Restrict the output to the lines below starting at the one that contains "self.start > self.end" and ending at the one that contains "use crate::id::ProfileId;", and restate them word for word, both ends included.
[[ Records shown, beginning ]]
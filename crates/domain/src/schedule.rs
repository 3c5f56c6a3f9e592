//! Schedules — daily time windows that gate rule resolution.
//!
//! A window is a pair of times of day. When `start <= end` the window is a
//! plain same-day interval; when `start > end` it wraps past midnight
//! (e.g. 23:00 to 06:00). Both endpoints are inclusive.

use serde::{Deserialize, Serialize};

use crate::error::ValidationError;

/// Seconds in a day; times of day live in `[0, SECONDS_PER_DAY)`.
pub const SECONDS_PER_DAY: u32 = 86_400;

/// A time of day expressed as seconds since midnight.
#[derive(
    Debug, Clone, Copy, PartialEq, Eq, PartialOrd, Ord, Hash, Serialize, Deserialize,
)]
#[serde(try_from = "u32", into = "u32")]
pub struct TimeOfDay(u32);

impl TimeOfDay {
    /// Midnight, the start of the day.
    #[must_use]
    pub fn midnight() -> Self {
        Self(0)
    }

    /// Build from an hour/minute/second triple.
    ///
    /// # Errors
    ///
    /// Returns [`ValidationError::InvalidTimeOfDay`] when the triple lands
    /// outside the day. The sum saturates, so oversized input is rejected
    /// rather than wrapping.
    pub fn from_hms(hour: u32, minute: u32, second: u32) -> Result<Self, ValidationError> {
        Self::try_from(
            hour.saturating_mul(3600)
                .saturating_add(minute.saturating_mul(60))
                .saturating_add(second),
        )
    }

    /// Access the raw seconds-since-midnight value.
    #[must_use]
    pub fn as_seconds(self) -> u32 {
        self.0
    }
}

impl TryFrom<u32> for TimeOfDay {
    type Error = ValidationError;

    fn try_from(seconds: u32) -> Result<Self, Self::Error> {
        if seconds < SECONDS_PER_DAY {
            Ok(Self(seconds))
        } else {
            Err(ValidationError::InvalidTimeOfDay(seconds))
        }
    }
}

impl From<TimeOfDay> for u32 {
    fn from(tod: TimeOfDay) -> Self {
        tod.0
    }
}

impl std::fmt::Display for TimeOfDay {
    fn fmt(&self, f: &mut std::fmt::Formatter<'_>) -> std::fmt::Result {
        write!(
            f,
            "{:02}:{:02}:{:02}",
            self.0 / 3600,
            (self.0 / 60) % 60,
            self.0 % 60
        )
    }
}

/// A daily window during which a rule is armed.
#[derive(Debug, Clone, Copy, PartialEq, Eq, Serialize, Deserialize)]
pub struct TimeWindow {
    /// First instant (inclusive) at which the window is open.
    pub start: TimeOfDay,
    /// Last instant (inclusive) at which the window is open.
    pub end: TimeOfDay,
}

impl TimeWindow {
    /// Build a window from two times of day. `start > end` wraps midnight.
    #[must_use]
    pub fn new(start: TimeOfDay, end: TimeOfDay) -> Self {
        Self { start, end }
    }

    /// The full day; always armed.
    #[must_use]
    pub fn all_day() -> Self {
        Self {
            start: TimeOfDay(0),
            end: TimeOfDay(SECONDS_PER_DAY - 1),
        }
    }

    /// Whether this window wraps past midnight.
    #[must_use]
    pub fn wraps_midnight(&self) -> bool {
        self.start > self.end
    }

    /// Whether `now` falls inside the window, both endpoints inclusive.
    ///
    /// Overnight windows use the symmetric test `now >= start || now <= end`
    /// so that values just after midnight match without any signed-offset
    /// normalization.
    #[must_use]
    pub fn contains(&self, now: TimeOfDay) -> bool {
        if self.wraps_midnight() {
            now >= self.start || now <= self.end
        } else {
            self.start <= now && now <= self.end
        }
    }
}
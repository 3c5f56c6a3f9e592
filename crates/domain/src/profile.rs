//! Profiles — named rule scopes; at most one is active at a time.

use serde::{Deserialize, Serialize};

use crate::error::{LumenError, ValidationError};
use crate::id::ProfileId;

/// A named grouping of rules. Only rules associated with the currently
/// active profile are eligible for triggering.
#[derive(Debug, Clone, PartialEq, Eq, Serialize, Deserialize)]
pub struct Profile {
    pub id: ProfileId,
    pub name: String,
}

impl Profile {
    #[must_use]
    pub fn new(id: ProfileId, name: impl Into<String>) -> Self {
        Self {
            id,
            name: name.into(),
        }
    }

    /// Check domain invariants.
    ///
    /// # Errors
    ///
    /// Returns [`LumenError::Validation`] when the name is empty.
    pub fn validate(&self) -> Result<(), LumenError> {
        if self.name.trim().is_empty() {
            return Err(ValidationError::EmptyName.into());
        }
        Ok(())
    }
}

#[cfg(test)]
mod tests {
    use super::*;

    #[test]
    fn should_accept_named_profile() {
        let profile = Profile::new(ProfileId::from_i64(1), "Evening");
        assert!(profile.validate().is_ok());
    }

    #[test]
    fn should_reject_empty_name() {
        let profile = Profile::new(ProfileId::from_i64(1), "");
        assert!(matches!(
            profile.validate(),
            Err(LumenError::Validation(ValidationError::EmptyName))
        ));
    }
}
[[ Records shown, end ]]
Answer to the problem
        self.start > self.end
    }

    /// Whether `now` falls inside the window, both endpoints inclusive.
    ///
    /// Overnight windows use the symmetric test `now >= start || now <= end`
    /// so that values just after midnight match without any signed-offset
    /// normalization.
    #[must_use]
    pub fn contains(&self, now: TimeOfDay) -> bool {
        if self.wraps_midnight() {
            now >= self.start || now <= self.end
        } else {
            self.start <= now && now <= self.end
        }
    }
}
repository 3c5f56c6a3f9e592
filename crates/domain/src/profile.rs
//! Profiles — named rule scopes; at most one is active at a time.

use serde::{Deserialize, Serialize};

use crate::error::{LumenError, ValidationError};
use crate::id::ProfileId;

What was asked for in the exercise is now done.